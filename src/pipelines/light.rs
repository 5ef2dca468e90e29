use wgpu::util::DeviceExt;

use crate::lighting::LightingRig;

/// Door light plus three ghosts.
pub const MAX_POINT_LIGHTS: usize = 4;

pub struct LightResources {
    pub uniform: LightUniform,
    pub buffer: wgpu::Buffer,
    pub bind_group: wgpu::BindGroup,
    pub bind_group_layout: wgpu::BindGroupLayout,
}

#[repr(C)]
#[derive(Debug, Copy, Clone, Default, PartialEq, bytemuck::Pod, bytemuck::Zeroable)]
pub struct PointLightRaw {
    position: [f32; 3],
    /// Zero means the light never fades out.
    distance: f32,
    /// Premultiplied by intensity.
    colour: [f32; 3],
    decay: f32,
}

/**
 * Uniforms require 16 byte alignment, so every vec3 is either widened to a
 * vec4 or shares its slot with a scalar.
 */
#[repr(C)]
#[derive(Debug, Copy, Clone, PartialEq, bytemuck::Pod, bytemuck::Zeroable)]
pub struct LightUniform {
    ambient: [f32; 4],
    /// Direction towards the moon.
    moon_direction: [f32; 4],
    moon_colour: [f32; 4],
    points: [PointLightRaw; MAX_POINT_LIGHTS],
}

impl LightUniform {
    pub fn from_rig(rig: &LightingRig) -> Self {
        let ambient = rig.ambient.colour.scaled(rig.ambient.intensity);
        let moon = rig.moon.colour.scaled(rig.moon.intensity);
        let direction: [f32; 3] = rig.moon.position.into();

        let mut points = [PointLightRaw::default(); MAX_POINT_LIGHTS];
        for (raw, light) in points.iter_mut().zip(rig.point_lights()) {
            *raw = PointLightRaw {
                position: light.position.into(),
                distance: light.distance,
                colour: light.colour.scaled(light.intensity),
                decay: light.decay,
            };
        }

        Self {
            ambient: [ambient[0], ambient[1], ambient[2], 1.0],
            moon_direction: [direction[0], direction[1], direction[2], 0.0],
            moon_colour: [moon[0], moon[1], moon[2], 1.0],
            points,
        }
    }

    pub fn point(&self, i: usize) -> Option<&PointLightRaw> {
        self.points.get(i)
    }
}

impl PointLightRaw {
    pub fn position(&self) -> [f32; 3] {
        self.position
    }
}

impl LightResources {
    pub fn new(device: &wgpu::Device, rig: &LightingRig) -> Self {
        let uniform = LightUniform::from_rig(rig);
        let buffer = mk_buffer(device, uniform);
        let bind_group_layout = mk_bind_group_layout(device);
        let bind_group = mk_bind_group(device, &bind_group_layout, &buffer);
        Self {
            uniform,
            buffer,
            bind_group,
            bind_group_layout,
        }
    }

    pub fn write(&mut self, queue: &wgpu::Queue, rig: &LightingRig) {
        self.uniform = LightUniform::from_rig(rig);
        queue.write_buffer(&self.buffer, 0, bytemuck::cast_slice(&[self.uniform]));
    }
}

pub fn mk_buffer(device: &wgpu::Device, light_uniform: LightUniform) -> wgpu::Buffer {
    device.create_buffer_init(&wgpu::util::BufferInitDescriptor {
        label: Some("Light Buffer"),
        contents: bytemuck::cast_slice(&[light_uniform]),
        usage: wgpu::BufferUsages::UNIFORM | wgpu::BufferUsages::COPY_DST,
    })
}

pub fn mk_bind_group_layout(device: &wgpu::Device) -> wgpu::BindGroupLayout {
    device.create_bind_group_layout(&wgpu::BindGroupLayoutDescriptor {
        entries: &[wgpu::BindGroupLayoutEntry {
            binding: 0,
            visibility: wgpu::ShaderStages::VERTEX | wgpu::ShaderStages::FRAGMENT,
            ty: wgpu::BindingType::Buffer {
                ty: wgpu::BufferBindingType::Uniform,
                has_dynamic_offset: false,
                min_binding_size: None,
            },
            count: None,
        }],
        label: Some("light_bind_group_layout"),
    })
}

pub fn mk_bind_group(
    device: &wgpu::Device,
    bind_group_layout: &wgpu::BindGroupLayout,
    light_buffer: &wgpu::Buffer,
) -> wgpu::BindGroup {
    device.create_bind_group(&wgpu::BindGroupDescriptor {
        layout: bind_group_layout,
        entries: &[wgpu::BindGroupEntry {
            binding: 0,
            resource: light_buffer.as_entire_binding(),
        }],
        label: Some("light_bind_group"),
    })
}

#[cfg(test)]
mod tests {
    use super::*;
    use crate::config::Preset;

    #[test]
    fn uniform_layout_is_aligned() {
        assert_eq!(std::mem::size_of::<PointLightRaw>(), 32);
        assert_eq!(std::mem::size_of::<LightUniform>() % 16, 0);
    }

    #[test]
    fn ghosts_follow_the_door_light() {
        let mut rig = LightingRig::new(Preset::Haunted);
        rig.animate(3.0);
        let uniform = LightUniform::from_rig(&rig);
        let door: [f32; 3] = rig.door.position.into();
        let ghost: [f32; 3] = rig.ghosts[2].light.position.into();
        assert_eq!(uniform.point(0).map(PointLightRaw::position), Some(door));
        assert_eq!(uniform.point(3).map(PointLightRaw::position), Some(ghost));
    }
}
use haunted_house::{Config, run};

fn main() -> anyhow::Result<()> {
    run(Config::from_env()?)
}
+ + + + + + +
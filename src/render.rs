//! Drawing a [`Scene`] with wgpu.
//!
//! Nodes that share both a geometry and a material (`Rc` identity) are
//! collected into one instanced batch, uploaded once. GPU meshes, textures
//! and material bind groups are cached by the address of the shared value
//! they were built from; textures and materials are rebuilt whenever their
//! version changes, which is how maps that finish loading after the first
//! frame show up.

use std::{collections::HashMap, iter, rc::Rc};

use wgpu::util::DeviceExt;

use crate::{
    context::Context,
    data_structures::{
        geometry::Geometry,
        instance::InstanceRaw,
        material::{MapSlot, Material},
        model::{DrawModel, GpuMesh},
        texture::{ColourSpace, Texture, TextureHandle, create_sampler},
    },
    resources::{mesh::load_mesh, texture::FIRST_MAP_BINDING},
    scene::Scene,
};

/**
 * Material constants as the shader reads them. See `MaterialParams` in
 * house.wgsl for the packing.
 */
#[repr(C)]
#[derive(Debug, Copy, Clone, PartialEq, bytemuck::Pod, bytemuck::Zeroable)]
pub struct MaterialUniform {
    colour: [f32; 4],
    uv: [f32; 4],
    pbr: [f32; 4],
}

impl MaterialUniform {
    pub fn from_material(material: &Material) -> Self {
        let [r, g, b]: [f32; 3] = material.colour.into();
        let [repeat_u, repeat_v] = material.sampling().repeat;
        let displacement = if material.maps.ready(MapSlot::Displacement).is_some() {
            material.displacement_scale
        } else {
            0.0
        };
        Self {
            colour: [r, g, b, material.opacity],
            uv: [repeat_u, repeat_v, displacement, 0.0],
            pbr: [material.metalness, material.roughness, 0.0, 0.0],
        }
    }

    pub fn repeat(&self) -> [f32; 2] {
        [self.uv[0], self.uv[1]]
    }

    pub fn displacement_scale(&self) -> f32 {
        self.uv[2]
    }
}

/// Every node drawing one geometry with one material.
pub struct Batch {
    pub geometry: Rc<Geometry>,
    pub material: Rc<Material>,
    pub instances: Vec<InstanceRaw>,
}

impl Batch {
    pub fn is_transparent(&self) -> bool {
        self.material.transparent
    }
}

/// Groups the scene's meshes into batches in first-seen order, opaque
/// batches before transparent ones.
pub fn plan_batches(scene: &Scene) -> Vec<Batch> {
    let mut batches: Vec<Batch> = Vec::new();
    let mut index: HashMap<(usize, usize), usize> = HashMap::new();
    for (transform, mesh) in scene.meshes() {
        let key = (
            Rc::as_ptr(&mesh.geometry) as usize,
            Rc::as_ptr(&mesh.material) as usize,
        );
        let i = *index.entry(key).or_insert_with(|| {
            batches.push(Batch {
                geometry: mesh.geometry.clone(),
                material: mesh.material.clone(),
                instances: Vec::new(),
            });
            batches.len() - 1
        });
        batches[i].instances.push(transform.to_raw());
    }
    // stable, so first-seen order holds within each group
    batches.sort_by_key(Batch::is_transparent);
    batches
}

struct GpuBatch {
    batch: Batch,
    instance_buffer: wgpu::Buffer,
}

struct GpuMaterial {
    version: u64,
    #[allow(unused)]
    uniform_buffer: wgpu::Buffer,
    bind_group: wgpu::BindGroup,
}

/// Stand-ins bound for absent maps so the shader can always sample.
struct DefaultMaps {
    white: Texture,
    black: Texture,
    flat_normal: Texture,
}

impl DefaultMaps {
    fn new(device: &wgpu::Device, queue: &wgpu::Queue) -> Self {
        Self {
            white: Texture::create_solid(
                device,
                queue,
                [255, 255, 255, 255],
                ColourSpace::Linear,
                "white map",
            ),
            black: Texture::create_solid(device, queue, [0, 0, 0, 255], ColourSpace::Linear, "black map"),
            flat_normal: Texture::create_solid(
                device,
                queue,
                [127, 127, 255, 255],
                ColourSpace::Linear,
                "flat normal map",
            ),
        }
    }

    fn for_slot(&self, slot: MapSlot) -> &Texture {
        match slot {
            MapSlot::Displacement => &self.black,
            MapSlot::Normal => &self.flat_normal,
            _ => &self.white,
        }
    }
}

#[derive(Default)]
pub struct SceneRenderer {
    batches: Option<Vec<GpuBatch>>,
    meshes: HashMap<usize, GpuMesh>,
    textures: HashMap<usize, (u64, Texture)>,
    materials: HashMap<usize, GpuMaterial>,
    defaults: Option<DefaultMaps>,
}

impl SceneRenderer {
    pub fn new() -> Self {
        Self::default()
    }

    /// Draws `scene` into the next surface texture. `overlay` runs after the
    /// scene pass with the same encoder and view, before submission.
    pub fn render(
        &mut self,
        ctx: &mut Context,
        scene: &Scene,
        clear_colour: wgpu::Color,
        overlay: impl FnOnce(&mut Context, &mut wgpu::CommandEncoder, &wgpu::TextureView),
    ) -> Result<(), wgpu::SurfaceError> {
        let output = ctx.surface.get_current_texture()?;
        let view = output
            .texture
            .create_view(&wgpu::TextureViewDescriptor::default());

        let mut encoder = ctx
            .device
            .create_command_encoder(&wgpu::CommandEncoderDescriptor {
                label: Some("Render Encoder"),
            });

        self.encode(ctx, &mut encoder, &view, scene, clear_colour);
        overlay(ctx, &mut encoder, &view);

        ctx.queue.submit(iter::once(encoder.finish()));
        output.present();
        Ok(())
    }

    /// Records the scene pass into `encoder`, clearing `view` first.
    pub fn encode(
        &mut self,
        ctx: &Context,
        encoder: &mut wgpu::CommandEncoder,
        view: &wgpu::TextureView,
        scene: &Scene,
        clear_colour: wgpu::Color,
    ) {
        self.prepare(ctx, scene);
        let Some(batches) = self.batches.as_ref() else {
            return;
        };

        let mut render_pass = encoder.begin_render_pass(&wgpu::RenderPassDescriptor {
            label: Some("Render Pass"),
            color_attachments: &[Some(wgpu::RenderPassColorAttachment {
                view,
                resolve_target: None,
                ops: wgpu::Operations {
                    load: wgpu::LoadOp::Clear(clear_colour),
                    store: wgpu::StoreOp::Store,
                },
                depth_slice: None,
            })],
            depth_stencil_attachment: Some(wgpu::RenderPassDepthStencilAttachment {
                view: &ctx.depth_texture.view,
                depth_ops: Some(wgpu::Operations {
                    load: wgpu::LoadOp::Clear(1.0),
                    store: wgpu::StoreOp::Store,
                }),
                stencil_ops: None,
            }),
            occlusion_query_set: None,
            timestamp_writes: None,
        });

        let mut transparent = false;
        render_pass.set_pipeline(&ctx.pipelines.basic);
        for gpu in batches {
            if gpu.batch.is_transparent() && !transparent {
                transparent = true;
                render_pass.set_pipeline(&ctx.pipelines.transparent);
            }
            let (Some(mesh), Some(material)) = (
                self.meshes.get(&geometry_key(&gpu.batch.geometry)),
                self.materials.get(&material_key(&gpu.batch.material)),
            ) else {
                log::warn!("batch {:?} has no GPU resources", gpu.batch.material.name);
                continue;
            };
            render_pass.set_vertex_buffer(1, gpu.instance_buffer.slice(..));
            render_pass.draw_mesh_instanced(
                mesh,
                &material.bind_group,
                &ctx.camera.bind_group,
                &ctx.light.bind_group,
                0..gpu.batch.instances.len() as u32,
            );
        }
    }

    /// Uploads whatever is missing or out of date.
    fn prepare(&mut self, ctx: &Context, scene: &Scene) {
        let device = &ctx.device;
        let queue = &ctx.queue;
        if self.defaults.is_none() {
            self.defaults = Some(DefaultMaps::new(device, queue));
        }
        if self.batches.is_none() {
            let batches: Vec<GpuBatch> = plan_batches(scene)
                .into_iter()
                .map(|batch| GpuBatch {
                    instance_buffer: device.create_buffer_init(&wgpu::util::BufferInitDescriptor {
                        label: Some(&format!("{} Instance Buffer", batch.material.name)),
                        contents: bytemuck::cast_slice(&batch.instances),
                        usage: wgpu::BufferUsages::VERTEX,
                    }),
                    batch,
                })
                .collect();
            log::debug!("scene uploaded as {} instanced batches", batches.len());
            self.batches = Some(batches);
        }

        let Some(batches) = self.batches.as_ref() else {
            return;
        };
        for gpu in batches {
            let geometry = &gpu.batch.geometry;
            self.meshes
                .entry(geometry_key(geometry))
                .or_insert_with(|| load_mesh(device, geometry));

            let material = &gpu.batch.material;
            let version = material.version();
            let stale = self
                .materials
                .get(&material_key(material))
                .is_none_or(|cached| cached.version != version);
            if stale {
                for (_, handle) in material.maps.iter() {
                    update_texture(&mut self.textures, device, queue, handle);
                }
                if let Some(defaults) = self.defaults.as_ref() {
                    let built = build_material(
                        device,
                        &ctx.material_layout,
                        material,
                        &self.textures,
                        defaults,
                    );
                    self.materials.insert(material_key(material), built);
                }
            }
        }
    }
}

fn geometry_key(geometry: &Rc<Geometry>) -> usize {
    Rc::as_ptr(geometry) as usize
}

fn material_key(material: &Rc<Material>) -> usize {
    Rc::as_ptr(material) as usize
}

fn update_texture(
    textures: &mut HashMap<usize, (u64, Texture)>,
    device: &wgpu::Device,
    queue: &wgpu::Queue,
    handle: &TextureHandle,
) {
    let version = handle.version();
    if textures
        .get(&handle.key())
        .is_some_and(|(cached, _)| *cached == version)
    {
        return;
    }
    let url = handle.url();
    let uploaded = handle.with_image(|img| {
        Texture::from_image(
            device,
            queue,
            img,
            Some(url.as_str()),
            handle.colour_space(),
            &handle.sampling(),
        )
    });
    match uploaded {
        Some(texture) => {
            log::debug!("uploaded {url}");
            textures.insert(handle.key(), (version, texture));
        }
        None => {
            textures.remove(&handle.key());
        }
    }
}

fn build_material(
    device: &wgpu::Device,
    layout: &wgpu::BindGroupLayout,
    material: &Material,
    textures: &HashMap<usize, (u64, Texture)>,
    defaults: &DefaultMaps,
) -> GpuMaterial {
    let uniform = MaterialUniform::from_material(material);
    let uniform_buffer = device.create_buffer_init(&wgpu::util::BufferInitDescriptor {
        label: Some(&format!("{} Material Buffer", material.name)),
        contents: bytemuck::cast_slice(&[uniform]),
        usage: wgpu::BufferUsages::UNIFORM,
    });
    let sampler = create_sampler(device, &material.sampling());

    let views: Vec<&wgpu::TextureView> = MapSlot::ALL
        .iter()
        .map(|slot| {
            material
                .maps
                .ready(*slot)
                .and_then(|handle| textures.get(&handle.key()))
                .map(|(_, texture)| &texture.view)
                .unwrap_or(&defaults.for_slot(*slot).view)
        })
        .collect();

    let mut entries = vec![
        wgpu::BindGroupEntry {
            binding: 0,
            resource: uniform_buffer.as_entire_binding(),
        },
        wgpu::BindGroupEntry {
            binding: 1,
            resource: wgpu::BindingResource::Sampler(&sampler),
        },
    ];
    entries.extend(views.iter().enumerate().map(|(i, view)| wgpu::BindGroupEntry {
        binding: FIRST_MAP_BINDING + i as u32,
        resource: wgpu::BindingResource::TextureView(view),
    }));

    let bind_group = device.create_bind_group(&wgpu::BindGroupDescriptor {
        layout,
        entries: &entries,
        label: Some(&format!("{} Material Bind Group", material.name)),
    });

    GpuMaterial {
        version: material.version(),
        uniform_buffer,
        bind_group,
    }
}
+ + + + + + +
- **Problem to work on**
Which of the lines in the data hold the string "SceneRenderer"? Report each of them by copying it.

- **Answer area**
pub struct SceneRenderer {
impl SceneRenderer {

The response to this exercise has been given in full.